The proposed A2A railway would have connected to the Alaska Railroad at Delta Junction, Alaska, and run through the Yukon to Fort Nelson, British Columbia, and from there to a terminus at Fort McMurray, Alberta. The A2A Railway had also been negotiating with the Mat-Su Borough on an agreement to complete the Port Mackenzie Railway Extension.

The railroad was planned to interchange with and operate on part of the Alaska Railroad, in order to access Southcentral Alaska and its ports. As of 2020 the project was estimated to cost CA$20 billion. A rival enterprise, G7G Railway, estimated in 2020 the capital cost to be just under US$20 billion. They proposed shipping oil, via the Trans-Alaska Pipeline, from rail cars in Delta Junction to the coast.

== Planning ==
The Van Horne Institute studied the route in 2013. A survey of the proposed route by the development corporation began in July 2020.

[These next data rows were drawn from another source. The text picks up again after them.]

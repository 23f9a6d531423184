//! Error type for `sortinghat-store-sqlite`.

use thiserror::Error;

#[derive(Debug, Error)]
pub enum Error {
  #[error("core error: {0}")]
  Core(#[from] sortinghat_core::Error),

  #[error("database error: {0}")]
  Database(#[from] tokio_rusqlite::Error),

  #[error("sqlite error: {0}")]
  Sqlite(#[from] rusqlite::Error),

  #[error("json error: {0}")]
  Json(#[from] serde_json::Error),

  #[error("date/time parse error: {0}")]
  DateParse(String),

  /// A stored discriminant column holds a value this build does not know.
  #[error("unknown {column} value: {value:?}")]
  UnknownValue { column: &'static str, value: String },
}

pub type Result<T, E = Error> = std::result::Result<T, E>;

/// `true` for failures the caller may retry: unique-key races and busy or
/// locked database files.
fn is_conflict(e: &rusqlite::Error) -> bool {
  use rusqlite::ErrorCode;
  match e.sqlite_error_code() {
    Some(ErrorCode::ConstraintViolation) => {
      matches!(e, rusqlite::Error::SqliteFailure(f, _)
        if f.extended_code == rusqlite::ffi::SQLITE_CONSTRAINT_UNIQUE
          || f.extended_code == rusqlite::ffi::SQLITE_CONSTRAINT_PRIMARYKEY)
    }
    Some(ErrorCode::DatabaseBusy) | Some(ErrorCode::DatabaseLocked) => true,
    _ => false,
  }
}

impl From<Error> for sortinghat_core::Error {
  fn from(e: Error) -> Self {
    match e {
      Error::Core(core) => core,
      Error::Sqlite(ref inner) if is_conflict(inner) => Self::Conflict(inner.to_string()),
      Error::Database(tokio_rusqlite::Error::Rusqlite(ref inner)) if is_conflict(inner) => {
        Self::Conflict(inner.to_string())
      }
      other => Self::Storage(Box::new(other)),
    }
  }
}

On September 25, 2020, US President Donald Trump announced he would issue a presidential permit to the railway, which had an agreement with Alaska Railway to develop a joint operating plan for the rail connection to Canada.

A2A announced that JP Gladu was joining as President of A2A Rail Canada. In July 2020, the company announced the start of land surveys in the Alberta segment. However, there is no evidence of substantive field work being undertaken.

==Creditor protection==
In 2021, the Ontario Securities Commission (OSC) began investigating irregularities in the business dealings between the main financier of the A2A project, Bridging Finance Inc., and A2A's president, Sean McCoshen. The OSC alleged that following the funding of loans to various McCoshen companies, McCoshen funnelled a total of $19.5 million to Bridging's CEO David Sharpe. Additionally, the OSC also alleged that "millions of dollars pledged for A2A rail also went to McCoshen's personal bank account and to an apparently unrelated company controlled by him."

With the investigation underway, Bridging Finance was placed under receivership in April 2021. Bridging's receiver, PricewaterhouseCoopers requested repayment of A2A's $149 million loan in early June 2021. A2A did not have the funds available to repay the loan and it filed for creditor protection in June 2021. McCoshen no longer appeared on the A2A website as an officer of the company.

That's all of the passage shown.